ACTION ITEM →
Since the data must remain as supplied, reproduce it word for word.

RECORD EXCERPTS →
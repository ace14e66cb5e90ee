// crates/session-check-api/src/registry.rs
// ============================================================================
// Module: Contract Registry
// Description: Lookup of every domain contract by its API path.
// Purpose: Validate sub-documents against any registered API path.
// Dependencies: session-check-core, serde_json, thiserror
// ============================================================================

//! ## Overview
//! API paths use `.` between keys and `*` for a custom-key level, for
//! example `maps.data.*.legendGroups.*`. A wildcard path names one entry of
//! its container, so a fragment validated at `panes.data.*` is a single pane.
//!
//! Fragment diagnostics are relative: paths start at the fragment itself.
//! Cross-reference ids are empty unless supplied through
//! [`validate_fragment_with`].

// ============================================================================
// SECTION: Imports
// ============================================================================

use std::collections::BTreeMap;
use std::sync::OnceLock;

use serde_json::Value;
use session_check_core::Context;
use session_check_core::Contract;
use session_check_core::ValidationLog;
use session_check_core::validate_at;
use thiserror::Error;

use crate::app_bar::APP_BAR;
use crate::app_bar::APP_BAR_DATA;
use crate::extra_kwargs::EXTRA_KWARGS;
use crate::general::COLOR_BY_OPTIONS;
use crate::general::LAYOUT;
use crate::general::PROP_OPTIONS;
use crate::general::PROPS;
use crate::general::SIZE_BY_OPTIONS;
use crate::general::VALUE_LISTS;
use crate::general::VALUES;
use crate::global_outputs::GLOBAL_OUTPUTS;
use crate::grouped_outputs::GROUPED_DATA;
use crate::grouped_outputs::GROUPED_OUTPUTS;
use crate::grouped_outputs::GROUPING;
use crate::grouped_outputs::GROUPING_LEVEL;
use crate::map_features::FEATURE_DATA;
use crate::map_features::FEATURE_LOCATION;
use crate::map_features::GEO_JSON;
use crate::map_features::MAP_FEATURE;
use crate::map_features::MAP_FEATURES;
use crate::maps::LEGEND_GROUP;
use crate::maps::LEGEND_GROUP_DATA;
use crate::maps::MAP;
use crate::maps::MAP_STYLE;
use crate::maps::MAPS;
use crate::maps::OPTIONAL_VIEWPORT;
use crate::maps::VIEWPORT;
use crate::pages::PAGE;
use crate::pages::PAGE_LAYOUT_ITEM;
use crate::pages::PAGES;
use crate::panes::PANE;
use crate::panes::PANES;
use crate::root::ROOT;
use crate::settings::SETTINGS;
use crate::settings::SETTINGS_DEFAULTS;
use crate::settings::SETTINGS_DEMO;
use crate::settings::SETTINGS_SYNC;
use crate::settings::SETTINGS_TIME;

// ============================================================================
// SECTION: Errors
// ============================================================================

/// Registry lookup errors.
#[derive(Debug, Clone, PartialEq, Eq, Error)]
pub enum RegistryError {
    /// No contract is registered for the API path.
    #[error("unknown API path: {path}")]
    UnknownPath {
        /// Requested API path.
        path: String,
    },
}

// ============================================================================
// SECTION: Registry
// ============================================================================

/// Every registered API path with its contract.
static REGISTERED: [(&str, &Contract); 38] = [
    ("root", &ROOT),
    ("extraKwargs", &EXTRA_KWARGS),
    ("settings", &SETTINGS),
    ("settings.demo.*", &SETTINGS_DEMO),
    ("settings.sync.*", &SETTINGS_SYNC),
    ("settings.time", &SETTINGS_TIME),
    ("settings.defaults", &SETTINGS_DEFAULTS),
    ("appBar", &APP_BAR),
    ("appBar.data.*", &APP_BAR_DATA),
    ("panes", &PANES),
    ("panes.data.*", &PANE),
    ("pages", &PAGES),
    ("pages.data.*", &PAGE),
    ("pages.data.*.pageLayout.*", &PAGE_LAYOUT_ITEM),
    ("maps", &MAPS),
    ("maps.data.*", &MAP),
    ("maps.data.*.defaultViewport", &VIEWPORT),
    ("maps.data.*.optionalViewports.*", &OPTIONAL_VIEWPORT),
    ("maps.data.*.legendGroups.*", &LEGEND_GROUP),
    ("maps.data.*.legendGroups.*.data.*", &LEGEND_GROUP_DATA),
    ("maps.additionalMapStyles.*", &MAP_STYLE),
    ("mapFeatures", &MAP_FEATURES),
    ("mapFeatures.data.*", &MAP_FEATURE),
    ("mapFeatures.data.*.data", &FEATURE_DATA),
    ("mapFeatures.data.*.data.location", &FEATURE_LOCATION),
    ("mapFeatures.data.*.geoJson", &GEO_JSON),
    ("globalOutputs", &GLOBAL_OUTPUTS),
    ("groupedOutputs", &GROUPED_OUTPUTS),
    ("groupedOutputs.groupings.*", &GROUPING),
    ("groupedOutputs.groupings.*.levels.*", &GROUPING_LEVEL),
    ("groupedOutputs.data.*", &GROUPED_DATA),
    ("props.*", &PROPS),
    ("props.*.options.*", &PROP_OPTIONS),
    ("layout", &LAYOUT),
    ("values", &VALUES),
    ("valueLists", &VALUE_LISTS),
    ("colorByOptions.*", &COLOR_BY_OPTIONS),
    ("sizeByOptions.*", &SIZE_BY_OPTIONS),
];

/// Contracts keyed by API path.
///
/// # Invariants
/// - Built once; iteration is sorted by API path.
#[derive(Debug)]
pub struct ContractRegistry {
    /// Registered contracts.
    contracts: BTreeMap<&'static str, &'static Contract>,
}

impl ContractRegistry {
    /// Builds the registry of built-in domain contracts.
    fn builtin() -> Self {
        Self {
            contracts: REGISTERED.iter().copied().collect(),
        }
    }

    /// Returns the contract registered for `api_path`.
    #[must_use]
    pub fn get(&self, api_path: &str) -> Option<&'static Contract> {
        self.contracts.get(api_path).copied()
    }

    /// Iterates `(api_path, contract)` pairs sorted by API path.
    pub fn iter(&self) -> impl Iterator<Item = (&'static str, &'static Contract)> + '_ {
        self.contracts.iter().map(|(path, contract)| (*path, *contract))
    }

    /// Iterates registered API paths in sorted order.
    pub fn paths(&self) -> impl Iterator<Item = &'static str> + '_ {
        self.contracts.keys().copied()
    }

    /// Returns the number of registered API paths.
    #[must_use]
    pub fn len(&self) -> usize {
        self.contracts.len()
    }

    /// Returns true when no contract is registered.
    #[must_use]
    pub fn is_empty(&self) -> bool {
        self.contracts.is_empty()
    }
}

/// Returns the process-wide contract registry.
#[must_use]
pub fn registry() -> &'static ContractRegistry {
    static REGISTRY: OnceLock<ContractRegistry> = OnceLock::new();
    REGISTRY.get_or_init(ContractRegistry::builtin)
}

// ============================================================================
// SECTION: Fragment Validation
// ============================================================================

/// Validates `fragment` against the contract registered at `api_path`.
///
/// # Errors
///
/// Returns [`RegistryError::UnknownPath`] when no contract is registered.
pub fn validate_fragment<I, S>(
    api_path: &str,
    fragment: &Value,
    ignore_keys: I,
) -> Result<ValidationLog, RegistryError>
where
    I: IntoIterator<Item = S>,
    S: Into<String>,
{
    validate_fragment_with(api_path, fragment, &Context::with_ignore_keys(ignore_keys))
}

/// Validates `fragment` at `api_path` with a caller-built context.
///
/// Use this to supply cross-reference ids or the `currentFieldId` of a
/// wildcard entry.
///
/// # Errors
///
/// Returns [`RegistryError::UnknownPath`] when no contract is registered.
pub fn validate_fragment_with(
    api_path: &str,
    fragment: &Value,
    ctx: &Context,
) -> Result<ValidationLog, RegistryError> {
    let contract = registry().get(api_path).ok_or_else(|| RegistryError::UnknownPath {
        path: api_path.to_string(),
    })?;
    let mut log = ValidationLog::new();
    validate_at(fragment, contract, &mut log, Vec::new(), ctx);
    Ok(log)
}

SOLUTION FOR THIS PROBLEM →
repository ace14e66cb5e90ee
// crates/session-check-api/src/registry.rs
// ============================================================================
// Module: Contract Registry
// Description: Lookup of every domain contract by its API path.
// Purpose: Validate sub-documents against any registered API path.
// Dependencies: session-check-core, serde_json, thiserror
// ============================================================================

//! ## Overview
//! API paths use `.` between keys and `*` for a custom-key level, for
//! example `maps.data.*.legendGroups.*`. A wildcard path names one entry of
//! its container, so a fragment validated at `panes.data.*` is a single pane.
//!
//! Fragment diagnostics are relative: paths start at the fragment itself.
//! Cross-reference ids are empty unless supplied through
//! [`validate_fragment_with`].

// ============================================================================
// SECTION: Imports
// ============================================================================

use std::collections::BTreeMap;
use std::sync::OnceLock;

use serde_json::Value;
use session_check_core::Context;
use session_check_core::Contract;
use session_check_core::ValidationLog;
use session_check_core::validate_at;
use thiserror::Error;

use crate::app_bar::APP_BAR;
use crate::app_bar::APP_BAR_DATA;
use crate::extra_kwargs::EXTRA_KWARGS;
use crate::general::COLOR_BY_OPTIONS;
use crate::general::LAYOUT;
use crate::general::PROP_OPTIONS;
use crate::general::PROPS;
use crate::general::SIZE_BY_OPTIONS;
use crate::general::VALUE_LISTS;
use crate::general::VALUES;
use crate::global_outputs::GLOBAL_OUTPUTS;
use crate::grouped_outputs::GROUPED_DATA;
use crate::grouped_outputs::GROUPED_OUTPUTS;
use crate::grouped_outputs::GROUPING;
use crate::grouped_outputs::GROUPING_LEVEL;
use crate::map_features::FEATURE_DATA;
use crate::map_features::FEATURE_LOCATION;
use crate::map_features::GEO_JSON;
use crate::map_features::MAP_FEATURE;
use crate::map_features::MAP_FEATURES;
use crate::maps::LEGEND_GROUP;
use crate::maps::LEGEND_GROUP_DATA;
use crate::maps::MAP;
use crate::maps::MAP_STYLE;
use crate::maps::MAPS;
use crate::maps::OPTIONAL_VIEWPORT;
use crate::maps::VIEWPORT;
use crate::pages::PAGE;
use crate::pages::PAGE_LAYOUT_ITEM;
use crate::pages::PAGES;
use crate::panes::PANE;
use crate::panes::PANES;
use crate::root::ROOT;
use crate::settings::SETTINGS;
use crate::settings::SETTINGS_DEFAULTS;
use crate::settings::SETTINGS_DEMO;
use crate::settings::SETTINGS_SYNC;
use crate::settings::SETTINGS_TIME;

// ============================================================================
// SECTION: Errors
// ============================================================================

/// Registry lookup errors.
#[derive(Debug, Clone, PartialEq, Eq, Error)]
pub enum RegistryError {
    /// No contract is registered for the API path.
    #[error("unknown API path: {path}")]
    UnknownPath {
        /// Requested API path.
        path: String,
    },
}

// ============================================================================
// SECTION: Registry
// ============================================================================

/// Every registered API path with its contract.
static REGISTERED: [(&str, &Contract); 38] = [
    ("root", &ROOT),
    ("extraKwargs", &EXTRA_KWARGS),
    ("settings", &SETTINGS),
    ("settings.demo.*", &SETTINGS_DEMO),
    ("settings.sync.*", &SETTINGS_SYNC),
    ("settings.time", &SETTINGS_TIME),
    ("settings.defaults", &SETTINGS_DEFAULTS),
    ("appBar", &APP_BAR),
    ("appBar.data.*", &APP_BAR_DATA),
    ("panes", &PANES),
    ("panes.data.*", &PANE),
    ("pages", &PAGES),
    ("pages.data.*", &PAGE),
    ("pages.data.*.pageLayout.*", &PAGE_LAYOUT_ITEM),
    ("maps", &MAPS),
    ("maps.data.*", &MAP),
    ("maps.data.*.defaultViewport", &VIEWPORT),
    ("maps.data.*.optionalViewports.*", &OPTIONAL_VIEWPORT),
    ("maps.data.*.legendGroups.*", &LEGEND_GROUP),
    ("maps.data.*.legendGroups.*.data.*", &LEGEND_GROUP_DATA),
    ("maps.additionalMapStyles.*", &MAP_STYLE),
    ("mapFeatures", &MAP_FEATURES),
    ("mapFeatures.data.*", &MAP_FEATURE),
    ("mapFeatures.data.*.data", &FEATURE_DATA),
    ("mapFeatures.data.*.data.location", &FEATURE_LOCATION),
    ("mapFeatures.data.*.geoJson", &GEO_JSON),
    ("globalOutputs", &GLOBAL_OUTPUTS),
    ("groupedOutputs", &GROUPED_OUTPUTS),
    ("groupedOutputs.groupings.*", &GROUPING),
    ("groupedOutputs.groupings.*.levels.*", &GROUPING_LEVEL),
    ("groupedOutputs.data.*", &GROUPED_DATA),
    ("props.*", &PROPS),
    ("props.*.options.*", &PROP_OPTIONS),
    ("layout", &LAYOUT),
    ("values", &VALUES),
    ("valueLists", &VALUE_LISTS),
    ("colorByOptions.*", &COLOR_BY_OPTIONS),
    ("sizeByOptions.*", &SIZE_BY_OPTIONS),
];

/// Contracts keyed by API path.
///
/// # Invariants
/// - Built once; iteration is sorted by API path.
#[derive(Debug)]
pub struct ContractRegistry {
    /// Registered contracts.
    contracts: BTreeMap<&'static str, &'static Contract>,
}

impl ContractRegistry {
    /// Builds the registry of built-in domain contracts.
    fn builtin() -> Self {
        Self {
            contracts: REGISTERED.iter().copied().collect(),
        }
    }

    /// Returns the contract registered for `api_path`.
    #[must_use]
    pub fn get(&self, api_path: &str) -> Option<&'static Contract> {
        self.contracts.get(api_path).copied()
    }

    /// Iterates `(api_path, contract)` pairs sorted by API path.
    pub fn iter(&self) -> impl Iterator<Item = (&'static str, &'static Contract)> + '_ {
        self.contracts.iter().map(|(path, contract)| (*path, *contract))
    }

    /// Iterates registered API paths in sorted order.
    pub fn paths(&self) -> impl Iterator<Item = &'static str> + '_ {
        self.contracts.keys().copied()
    }

    /// Returns the number of registered API paths.
    #[must_use]
    pub fn len(&self) -> usize {
        self.contracts.len()
    }

    /// Returns true when no contract is registered.
    #[must_use]
    pub fn is_empty(&self) -> bool {
        self.contracts.is_empty()
    }
}

/// Returns the process-wide contract registry.
#[must_use]
pub fn registry() -> &'static ContractRegistry {
    static REGISTRY: OnceLock<ContractRegistry> = OnceLock::new();
    REGISTRY.get_or_init(ContractRegistry::builtin)
}

// ============================================================================
// SECTION: Fragment Validation
// ============================================================================

/// Validates `fragment` against the contract registered at `api_path`.
///
/// # Errors
///
/// Returns [`RegistryError::UnknownPath`] when no contract is registered.
pub fn validate_fragment<I, S>(
    api_path: &str,
    fragment: &Value,
    ignore_keys: I,
) -> Result<ValidationLog, RegistryError>
where
    I: IntoIterator<Item = S>,
    S: Into<String>,
{
    validate_fragment_with(api_path, fragment, &Context::with_ignore_keys(ignore_keys))
}

/// Validates `fragment` at `api_path` with a caller-built context.
///
/// Use this to supply cross-reference ids or the `currentFieldId` of a
/// wildcard entry.
///
/// # Errors
///
/// Returns [`RegistryError::UnknownPath`] when no contract is registered.
pub fn validate_fragment_with(
    api_path: &str,
    fragment: &Value,
    ctx: &Context,
) -> Result<ValidationLog, RegistryError> {
    let contract = registry().get(api_path).ok_or_else(|| RegistryError::UnknownPath {
        path: api_path.to_string(),
    })?;
    let mut log = ValidationLog::new();
    validate_at(fragment, contract, &mut log, Vec::new(), ctx);
    Ok(log)
}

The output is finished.